Der Papst sagt: "Die Wurzel unserer Probleme liegt darin, dass wir uns wie Neureiche verhalten, die ihr Geld wahllos ausgeben. Wir sollen mit dem Geld eigentlich den Armen helfen. Unsere Probleme gründen in unserer Organisationskultur und in fehlendem Verantwortungsbewusstsein. Alles ist außer Kontrolle." Ist die Situation nun besser unter Kontrolle?

Die Situation ist beeinträchtigt, aber die Veränderungsprozesse sind im Gange. Wie lange die Umsetzung der Reformen dauern wird, ist schwer vorherzusagen.

Wird auch Franziskus eines Tages zurücktreten?

Ich denke nicht. Ich hoffe, dass er seinen Weg fortsetzt. Persönlich gefällt mir Franziskus sehr – das sage ich als Privatmensch, nicht als Journalist.

VatiLeaks II: Die Dokumente sind echt:

Geheimnisverrat
Bis zu acht Jahre Haft stehen im Vatikan auf Geheimnisverrat.

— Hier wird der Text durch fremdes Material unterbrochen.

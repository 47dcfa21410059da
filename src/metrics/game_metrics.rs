use std::time::{Duration, Instant};

use crate::game::{GateOutcome, StepInfo};

/// Session-wide numbers shown in the HUD and on the game-over screen
pub struct GameMetrics {
    pub start_time: Instant,
    pub elapsed_time: Duration,
    pub best_score: u32,
    pub rounds_played: u32,
    pub predictions: u64,
    pub prediction_failures: u64,
}

impl GameMetrics {
    pub fn new() -> Self {
        Self {
            start_time: Instant::now(),
            elapsed_time: Duration::ZERO,
            best_score: 0,
            rounds_played: 0,
            predictions: 0,
            prediction_failures: 0,
        }
    }

    pub fn update(&mut self) {
        self.elapsed_time = self.start_time.elapsed();
    }

    pub fn on_round_start(&mut self) {
        self.start_time = Instant::now();
        self.elapsed_time = Duration::ZERO;
    }

    pub fn on_step(&mut self, info: &StepInfo) {
        match info.prediction {
            GateOutcome::Predicted(_) => self.predictions += 1,
            GateOutcome::Failed(_) => self.prediction_failures += 1,
            GateOutcome::Waiting => {}
        }
    }

    /// Returns true when `final_score` is a new best
    pub fn on_round_over(&mut self, final_score: u32) -> bool {
        self.rounds_played += 1;
        if final_score > self.best_score {
            self.best_score = final_score;
            return true;
        }
        false
    }

    pub fn format_time(&self) -> String {
        let total_secs = self.elapsed_time.as_secs();
        let minutes = total_secs / 60;
        let seconds = total_secs % 60;
        format!("{:02}:{:02}", minutes, seconds)
    }
}

impl Default for GameMetrics {
    fn default() -> Self {
        Self::new()
    }
}
//! Sequence-to-one LSTM regressor
//!
//! # Architecture
//!
//! ```text
//! Input: [batch, sequence_length, 1]   normalized x-positions, oldest first
//!   ↓ LSTM(1 → hidden_size)
//!   ↓ Last timestep: [batch, hidden_size]
//!   ↓ Linear(hidden_size → 1)
//! Output: [batch, 1]                   normalized next x-position
//! ```
//!
//! # Example
//!
//! ```rust
//! use catch_me::predictor::LstmRegressorConfig;
//! use burn::backend::ndarray::NdArrayDevice;
//! use burn::backend::NdArray;
//! use burn::tensor::Tensor;
//!
//! type Backend = NdArray<f32>;
//!
//! let device = NdArrayDevice::default();
//! let network = LstmRegressorConfig::default().init::<Backend>(&device);
//!
//! let windows = Tensor::zeros([4, 10, 1], &device);
//! let prediction = network.forward(windows);
//! assert_eq!(prediction.dims(), [4, 1]);
//! ```

use burn::{
    module::Module,
    nn::{Linear, LinearConfig, Lstm, LstmConfig},
    tensor::{Tensor, TensorData, backend::Backend},
};
use serde::{Deserialize, Serialize};

use super::{PredictionError, Predictor, check_window};

/// Configuration for the LSTM regressor
#[derive(Debug, Clone, PartialEq, Serialize, Deserialize)]
pub struct LstmRegressorConfig {
    /// Features per timestep (1: the x-position)
    pub input_size: usize,

    /// LSTM hidden state size (default: 64)
    pub hidden_size: usize,

    /// Timesteps per input window (default: 10)
    pub sequence_length: usize,
}

impl LstmRegressorConfig {
    pub fn new(hidden_size: usize, sequence_length: usize) -> Self {
        Self {
            input_size: 1,
            hidden_size,
            sequence_length,
        }
    }

    /// Initialize the regressor with fresh weights
    pub fn init<B: Backend>(&self, device: &B::Device) -> LstmRegressor<B> {
        LstmRegressor {
            lstm: LstmConfig::new(self.input_size, self.hidden_size, true).init(device),
            head: LinearConfig::new(self.hidden_size, 1).init(device),
        }
    }
}

impl Default for LstmRegressorConfig {
    fn default() -> Self {
        Self::new(64, 10)
    }
}

/// LSTM followed by a linear head reading the last hidden state
#[derive(Module, Debug)]
pub struct LstmRegressor<B: Backend> {
    lstm: Lstm<B>,
    head: Linear<B>,
}

impl<B: Backend> LstmRegressor<B> {
    /// Forward pass
    ///
    /// * `windows` - `[batch, sequence_length, input_size]`
    ///
    /// Returns `[batch, 1]`.
    pub fn forward(&self, windows: Tensor<B, 3>) -> Tensor<B, 2> {
        let (hidden_states, _state) = self.lstm.forward(windows, None);

        // Keep only the final timestep: [batch, seq, hidden] → [batch, hidden]
        let [batch_size, seq_len, hidden_size] = hidden_states.dims();
        let last = hidden_states
            .slice([0..batch_size, seq_len - 1..seq_len, 0..hidden_size])
            .reshape([batch_size, hidden_size]);

        self.head.forward(last)
    }
}

/// A trained regressor behind the `Predictor` boundary
pub struct LstmPredictor<B: Backend> {
    network: LstmRegressor<B>,
    sequence_length: usize,
    device: B::Device,
}

impl<B: Backend> LstmPredictor<B> {
    pub fn new(network: LstmRegressor<B>, sequence_length: usize, device: B::Device) -> Self {
        Self {
            network,
            sequence_length,
            device,
        }
    }
}

impl<B: Backend> Predictor for LstmPredictor<B> {
    fn predict(&self, window: &[f32]) -> Result<f32, PredictionError> {
        check_window(window, self.sequence_length)?;

        let data = TensorData::new(window.to_vec(), [1, self.sequence_length, 1]);
        let input = Tensor::<B, 3>::from_data(data, &self.device);

        let output = self.network.forward(input);
        let values: Vec<f32> = output
            .into_data()
            .to_vec()
            .map_err(|e| PredictionError::Backend(format!("{:?}", e)))?;

        match values.as_slice() {
            [value] if value.is_finite() => Ok(*value),
            [value] => Err(PredictionError::NonFinite(*value)),
            other => Err(PredictionError::MalformedOutput(other.len())),
        }
    }

    fn sequence_length(&self) -> usize {
        self.sequence_length
    }

    fn name(&self) -> &str {
        "lstm"
    }
}

#[cfg(test)]
mod tests {
    use super::*;
    use burn::backend::Autodiff;
    use burn::backend::ndarray::{NdArray, NdArrayDevice};
    use burn::tensor::Distribution;

    type TestBackend = NdArray<f32>;
    type TestAutodiffBackend = Autodiff<NdArray<f32>>;

    #[test]
    fn test_forward_pass_shapes() {
        let device = NdArrayDevice::default();
        let network = LstmRegressorConfig::default().init::<TestBackend>(&device);

        for batch_size in [1, 4, 32] {
            let windows = Tensor::zeros([batch_size, 10, 1], &device);
            let output = network.forward(windows);
            assert_eq!(output.dims(), [batch_size, 1]);
        }
    }

    #[test]
    fn test_custom_hidden_size() {
        let device = NdArrayDevice::default();
        let network = LstmRegressorConfig::new(8, 5).init::<TestBackend>(&device);

        let output = network.forward(Tensor::zeros([2, 5, 1], &device));
        assert_eq!(output.dims(), [2, 1]);
    }

    #[test]
    fn test_output_finite() {
        let device = NdArrayDevice::default();
        let network = LstmRegressorConfig::default().init::<TestBackend>(&device);

        let windows = Tensor::random([8, 10, 1], Distribution::Uniform(0.0, 1.0), &device);
        let output: Vec<f32> = network.forward(windows).into_data().to_vec().unwrap();

        for val in output {
            assert!(val.is_finite(), "Prediction should be finite, got: {}", val);
        }
    }

    #[test]
    fn test_gradient_flow() {
        let device = NdArrayDevice::default();
        let network = LstmRegressorConfig::new(16, 10).init::<TestAutodiffBackend>(&device);

        let windows = Tensor::ones([2, 10, 1], &device).require_grad();
        let loss = network.forward(windows.clone()).sum();
        let gradients = loss.backward();

        assert!(
            windows.grad(&gradients).is_some(),
            "Gradients should flow back to the input window"
        );
    }

    #[test]
    fn test_predictor_returns_single_value() {
        let device = NdArrayDevice::default();
        let network = LstmRegressorConfig::default().init::<TestBackend>(&device);
        let predictor = LstmPredictor::new(network, 10, device);

        let prediction = predictor.predict(&[0.5; 10]);
        assert!(prediction.is_ok());
        assert!(prediction.unwrap().is_finite());
        assert_eq!(predictor.name(), "lstm");
    }

    #[test]
    fn test_predictor_rejects_short_window() {
        let device = NdArrayDevice::default();
        let network = LstmRegressorConfig::default().init::<TestBackend>(&device);
        let predictor = LstmPredictor::new(network, 10, device);

        assert_eq!(
            predictor.predict(&[0.5; 3]),
            Err(PredictionError::WindowShape {
                expected: 10,
                actual: 3
            })
        );
    }
}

Die Ermittlungen der Vatikanpolizei begannen, als das Magazin "L’Express" die enormen Ausgaben des neuen Vatikan- Wirtschaftsministers George Pell veröffentlichte: 501.000 Euro.

Aus dem innersten Kreis
Die Dokumente der Journalisten Gianluigi Nuzzi und Emiliano Fittipaldi vom "L’Express" sind echt und können nur aus dem innersten Zirkel stammen. Nuzzi sagt, sie seien nicht gestohlen und aus "absolut zuverlässigen Quellen".

Verschwendung und Geiz
"Alles muss ans Licht" heißt das Buch von Gianluigi Nuzzi, das heute auf Deutsch im Ecowin-Verlag erscheint. Der Journalist Emiliano Fittipaldi hat sein Sachbuch "Avarizia" (Geiz) genannt, das sich mit den Vatikanfinanzen beschäftigt.